La Machine à Explorer Le Temps 1960

Alors, imaginez un peu : vous êtes tranquillement installé, peut-être avec un croissant et un café bien chaud (ou un thé, pas de jugement ici !), et je commence à vous raconter une histoire. Une histoire qui vous transportera, non pas à travers les rues de Paris, mais à travers le temps lui-même ! Accrochez-vous, car on va parler de La Machine à Explorer Le Temps, la version de 1960.

Oubliez les effets spéciaux qui nous font cligner des yeux aujourd'hui. En 1960, la SF, c'était un peu plus… artisanal. Et cette machine à voyager dans le temps ? Elle est tellement élégante, on dirait qu'elle a été conçue par un horloger avec une passion secrète pour les meubles Art déco. C'est magnifique, vraiment.

Le héros, c'est un certain Professeur H. George Wells. Oui, vous avez bien entendu, Wells ! Pas de hasard ici, on est dans l'adaptation du roman du grand H.G. Wells. Ce type, c'est le Einstein de son époque, mais avec une barbe qui ferait pâlir Gandalf. Il a inventé cette machine, et il est tellement excité qu'il la teste sans même avoir vérifié s'il avait mis ses chaussettes assorties.

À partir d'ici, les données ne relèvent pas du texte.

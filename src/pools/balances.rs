use std::sync::Arc;

use alloy_primitives::Address;
use serde::Serialize;

use crate::errors::StakeError;
use crate::gateway::ContractGateway;
use crate::networking::BlockTag;
use crate::units::{DisplayAmount, DisplayContext, UnitConverter};

/// Token balances of the guardian and of the user, at display precision.
#[derive(Debug, Clone, PartialEq, Eq, Serialize)]
pub struct TokenBalances {
    #[serde(rename = "pool")]
    pub pool_balance: DisplayAmount,
    #[serde(rename = "user")]
    pub user_balance: DisplayAmount,
}

/// Reads a token's balance for the guardian and for a user.
#[derive(Clone)]
pub struct BalanceReader {
    gateway: Arc<dyn ContractGateway>,
    converter: UnitConverter,
}

impl BalanceReader {
    pub fn new(gateway: Arc<dyn ContractGateway>, converter: UnitConverter) -> Self {
        Self { gateway, converter }
    }

    pub async fn read_balances(
        &self,
        token: Address,
        guardian: Address,
        user: Address,
    ) -> Result<TokenBalances, StakeError> {
        self.read_balances_at(token, guardian, user, BlockTag::Latest).await
    }

    /// Both reads are issued together; either failing fails the call.
    pub async fn read_balances_at(
        &self,
        token: Address,
        guardian: Address,
        user: Address,
        block: BlockTag,
    ) -> Result<TokenBalances, StakeError> {
        let contract = self.gateway.erc20(token);
        let (pool, wallet) = futures::try_join!(
            contract.balance_of(guardian, block),
            contract.balance_of(user, block)
        )?;

        Ok(TokenBalances {
            pool_balance: self.converter.to_display(pool, DisplayContext::Default),
            user_balance: self.converter.to_display(wallet, DisplayContext::Default),
        })
    }
}
//! Price and unit-price extraction from free product text.
//!
//! Every pattern list is ordered by priority. The first pattern that matches
//! anywhere in the text wins and later patterns are not consulted, so the
//! order decides which reading of ambiguous text is used.

use regex::{Captures, Regex};
use std::sync::LazyLock;

use super::round2;
use crate::product::Product;

const OUNCES_PER_POUND: f64 = 16.0;

fn compile(patterns: &[&str]) -> Vec<Regex> {
    patterns
        .iter()
        .map(|p| Regex::new(p).expect("price pattern"))
        .collect()
}

/// Listed price, matched case-insensitively
static PRICE_PATTERNS: LazyLock<Vec<Regex>> = LazyLock::new(|| {
    compile(&[
        r"(?i)\$\s*([0-9]+\.[0-9]{2})",                // $10.99
        r"(?i)\$\s*([0-9]+)\s*\.\s*([0-9]{2})",         // $10 . 99
        r"(?i)price:\s*\$\s*([0-9]+\.[0-9]{2})",        // price: $10.99
        r"(?i)([0-9]+\.[0-9]{2})\s*/\s*ea",             // 10.99 / ea
    ])
});

/// Stated price per ounce (matched against lower-cased text)
static PER_OUNCE_PATTERNS: LazyLock<Vec<Regex>> = LazyLock::new(|| {
    compile(&[
        r"\$\s*([0-9]+\.[0-9]{2})/oz",
        r"\$\s*([0-9]+\.[0-9]{2})\s*/\s*oz",
        r"\(\$\s*([0-9]+\.[0-9]{2})/ounce\)",
        r"\(\$\s*([0-9]+\.[0-9]{2})\s*/\s*ounce\)",
        r"([0-9]+\.[0-9]{2})\s*/\s*oz",
        r"\$\s*([0-9]+\.[0-9]{2})\s*/\s*oz",
    ])
});

/// Stated price per pound (matched against lower-cased text)
static PER_POUND_PATTERNS: LazyLock<Vec<Regex>> = LazyLock::new(|| {
    compile(&[
        r"\$([0-9]+\.[0-9]{2})/lb",
        r"\$([0-9]+\.[0-9]{2})\s*/\s*lb",
        r"\$\s*([0-9]+\.[0-9]{2})\s*/\s*lb",
        r"\$\s*([0-9]+)\s*\.\s*([0-9]{2})\s*/\s*lb",
        r"([0-9]+\.[0-9]{2})\s*/\s*lb",
        r"\$([0-9]+\.[0-9]{2})\s*per\s*pound",
        r"price:\s*\$([0-9]+\.[0-9]{2})\s*per\s*pound",
    ])
});

/// Package weight with the factor converting it to ounces
static WEIGHT_PATTERNS: LazyLock<Vec<(Regex, f64)>> = LazyLock::new(|| {
    let patterns = [
        (r"([0-9]+(?:\.[0-9]+)?)\s*oz", 1.0),
        (r"([0-9]+(?:\.[0-9]+)?)\s*ounce", 1.0),
        (r"([0-9]+(?:\.[0-9]+)?)\s*lb", OUNCES_PER_POUND),
        (r"([0-9]+(?:\.[0-9]+)?)\s*pound", OUNCES_PER_POUND),
    ];
    patterns
        .iter()
        .map(|(p, factor)| (Regex::new(p).expect("weight pattern"), *factor))
        .collect()
});

/// Read an amount from a match. Patterns with separate dollar and cent
/// groups are joined back into one decimal number.
fn capture_amount(caps: &Captures) -> Option<f64> {
    match (caps.get(1), caps.get(2)) {
        (Some(dollars), Some(cents)) => format!("{}.{}", dollars.as_str(), cents.as_str())
            .parse()
            .ok(),
        (Some(amount), None) => amount.as_str().parse().ok(),
        _ => None,
    }
}

/// First amount matched by the highest-priority pattern that matches at all
fn first_amount(patterns: &[Regex], text: &str) -> Option<f64> {
    patterns
        .iter()
        .find_map(|re| re.captures(text))
        .and_then(|caps| capture_amount(&caps))
}

/// Extract the listed price from product text.
///
/// Returns `None` when no pattern matches.
pub fn extract_price(text: &str) -> Option<f64> {
    first_amount(&PRICE_PATTERNS, text)
}

/// Price per ounce for a product.
///
/// Tries, in order: a stated per-ounce price (returned as written), a stated
/// per-pound price (divided by 16), and finally `price` divided by a package
/// weight found in the text. Returns `None` if nothing applies.
pub fn price_per_oz(product: &Product, price: Option<f64>) -> Option<f64> {
    let combined = product.combined_text();

    if let Some(per_oz) = first_amount(&PER_OUNCE_PATTERNS, &combined) {
        return Some(per_oz);
    }

    if let Some(per_lb) = first_amount(&PER_POUND_PATTERNS, &combined) {
        return Some(round2(per_lb / OUNCES_PER_POUND));
    }

    // A zero price carries no information about unit cost
    let price = price.filter(|p| *p != 0.0)?;

    let (weight, factor) = WEIGHT_PATTERNS.iter().find_map(|(re, factor)| {
        re.captures(&combined)
            .and_then(|caps| capture_amount(&caps))
            .map(|w| (w, *factor))
    })?;

    let ounces = weight * factor;
    if ounces == 0.0 {
        return None;
    }
    Some(round2(price / ounces))
}
use clap::Parser;
use std::path::{Path, PathBuf};
use std::time::Instant;
use tracing::info;

use product_rank::config::{self, OutputFormat};
use product_rank::{input, logging, output, Pipeline, RankError};

const EXIT_SUCCESS: i32 = 0;
const EXIT_INPUT: i32 = 1;
const EXIT_CONFIG: i32 = 2;
const EXIT_OUTPUT: i32 = 3;

#[derive(Parser, Debug)]
#[command(name = "product-rank")]
#[command(about = "Rank product listings against a target category", long_about = None)]
#[command(version)]
struct Cli {
    /// Category to rank against (built-in: salmon, peanuts)
    #[arg(long, default_value = "salmon")]
    category: String,

    /// JSON file with an array of products ("-" for stdin)
    #[arg(short, long)]
    input: Option<PathBuf>,

    /// Path to config file (defaults to ~/.config/product-rank/config.yaml)
    #[arg(short, long)]
    config: Option<PathBuf>,

    /// Category override file (defaults to <config dir>/category/<category>.yaml)
    #[arg(long)]
    category_file: Option<PathBuf>,

    /// Output format (overrides output.format from the config file)
    #[arg(short, long, value_enum)]
    format: Option<OutputFormat>,

    /// Weight of the rule-based score in the final score
    #[arg(long)]
    rule_weight: Option<f64>,

    /// Weight of the semantic score in the final score
    #[arg(long)]
    semantic_weight: Option<f64>,

    /// Increase logging verbosity (-v info, -vv debug)
    #[arg(short, long, action = clap::ArgAction::Count)]
    verbose: u8,
}

fn main() {
    let cli = Cli::parse();
    logging::init_tracing(cli.verbose);
    let start_time = Instant::now();

    let reads_stdin = cli
        .input
        .as_deref()
        .map_or(true, |p| p == Path::new("-"));
    if cli.input.is_none() && input::stdin_is_terminal() {
        eprintln!("No input provided.");
        eprintln!("Pipe a JSON array of products or pass a file:");
        eprintln!("  product-rank --category salmon -i products.json");
        eprintln!("  cat products.json | product-rank --category peanuts");
        std::process::exit(EXIT_INPUT);
    }

    // Load config
    let mut settings = match config::load_settings(cli.config.as_deref()) {
        Ok(s) => s,
        Err(e) => {
            eprintln!("Config error: {:#}", e);
            std::process::exit(EXIT_CONFIG);
        }
    };
    settings.scoring = settings
        .scoring
        .with_overrides(cli.rule_weight, cli.semantic_weight);
    if let Some(format) = cli.format {
        settings.output.format = format;
    }

    // Category files live next to the main config file
    let config_dir = match &cli.config {
        Some(path) => path.parent().map(|p| p.to_path_buf()),
        None => config::get_config_dir(),
    };

    let category = match config::load_category(
        &cli.category,
        cli.category_file.as_deref(),
        config_dir.as_deref(),
    ) {
        Ok(c) => c,
        Err(e) => {
            eprintln!("Config error: {:#}", e);
            std::process::exit(EXIT_CONFIG);
        }
    };

    let pipeline = match Pipeline::from_config(&category, &settings.scoring) {
        Ok(p) => p,
        Err(RankError::InvalidConfig(errors)) => {
            eprintln!("Category config errors:");
            for error in errors {
                eprintln!("  - {}", error);
            }
            std::process::exit(EXIT_CONFIG);
        }
        Err(e) => {
            eprintln!("Config error: {}", e);
            std::process::exit(EXIT_CONFIG);
        }
    };

    let products = match input::load_products(cli.input.as_deref()) {
        Ok(p) => p,
        Err(e) => {
            let source = if reads_stdin { "stdin" } else { "input file" };
            eprintln!("Input error ({}): {:#}", source, e);
            std::process::exit(EXIT_INPUT);
        }
    };

    let ranked = pipeline.process(products);
    let count = ranked.len();

    let rendered = match output::render(ranked, &settings.output) {
        Ok(r) => r,
        Err(e) => {
            eprintln!("Output error: {:#}", e);
            std::process::exit(EXIT_OUTPUT);
        }
    };
    if !rendered.is_empty() {
        println!("{}", rendered);
    }

    info!(
        "Ranked {} products for '{}' in {:?}",
        count,
        category.category_name,
        start_time.elapsed()
    );
    std::process::exit(EXIT_SUCCESS);
}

Et là, PAF ! Il appuie sur le bouton, ça fait des étincelles (des vraies, pas celles qu'on voit dans les émissions culinaires), et il est projeté… mais où ? Pas au prochain coin de rue, ça serait trop simple. Il va loin. Très loin. Si loin, qu'il atterrit dans un futur… incroyable.

Imaginez un monde où l'humanité s'est divisée. Comme deux frères qui se disputent le dernier morceau de fromage, sauf que là, c'est une dispute qui dure des millénaires. D'un côté, on a les Eloïs. Ils sont beaux, tout lisses, vivent dans des jardins paradisiaques, chantent et… jouent de la flûte. On dirait une publicité pour un parc d'attractions écolo. Presque trop parfaits, vous voyez le genre ?

Images de La Machine à explorer le temps (1960) - SensCritique
Images de La Machine à explorer le temps (1960) - SensCritique

Et de l'autre côté ? Les Morlocks. Ah, les Morlocks ! Eux, ils vivent sous terre, ils sont… disons, moins sociables. Ils sont blafards, ils ont des grands yeux qui brillent dans le noir (très pratiques pour retrouver ses clés la nuit, d'ailleurs), et ils ont un petit creux pour… les Eloïs. Oui, une sorte de buffet à volonté humain. Charmant.

Notre professeur Wells, lui, il est un peu déconcerté. Il pensait peut-être à un futur avec des voitures volantes et des robots majordomes. Au lieu de ça, il se retrouve au milieu d'une histoire digne d'un cauchemar de biologiste qui aurait trop regardé de documentaires sur les mœurs des prédateurs.

Cover Univers: La machine à explorer le temps (The Time Machine ) (1960
Cover Univers: La machine à explorer le temps (The Time Machine ) (1960

Ce qui est génial dans ce film, c'est le contraste. La beauté superficielle des Eloïs face à l'horreur cachée des Morlocks. C'est une petite leçon de vie : parfois, ce qui brille le plus est aussi ce qui cache le plus d'ombres. Ou, pour le dire plus simplement, méfiez-vous des gens qui ne font que chanter des chansons douces. Il y a peut-être un Morlock qui sommeille en eux, prêt à sortir pour le dîner.

Et le professeur ? Il va essayer de comprendre, de changer les choses, comme tout bon héros de science-fiction qui se respecte. Spoiler alert : ce n'est pas une partie de plaisir. Mais c'est une aventure captivante, un petit bijou de la SF des années 60. Un film qui, même aujourd'hui, vous fait réfléchir. Et peut-être un peu vous demander si, dans votre futur, vous n'auriez pas une petite envie de… jouer de la flûte dans un jardin plutôt que de creuser des tunnels.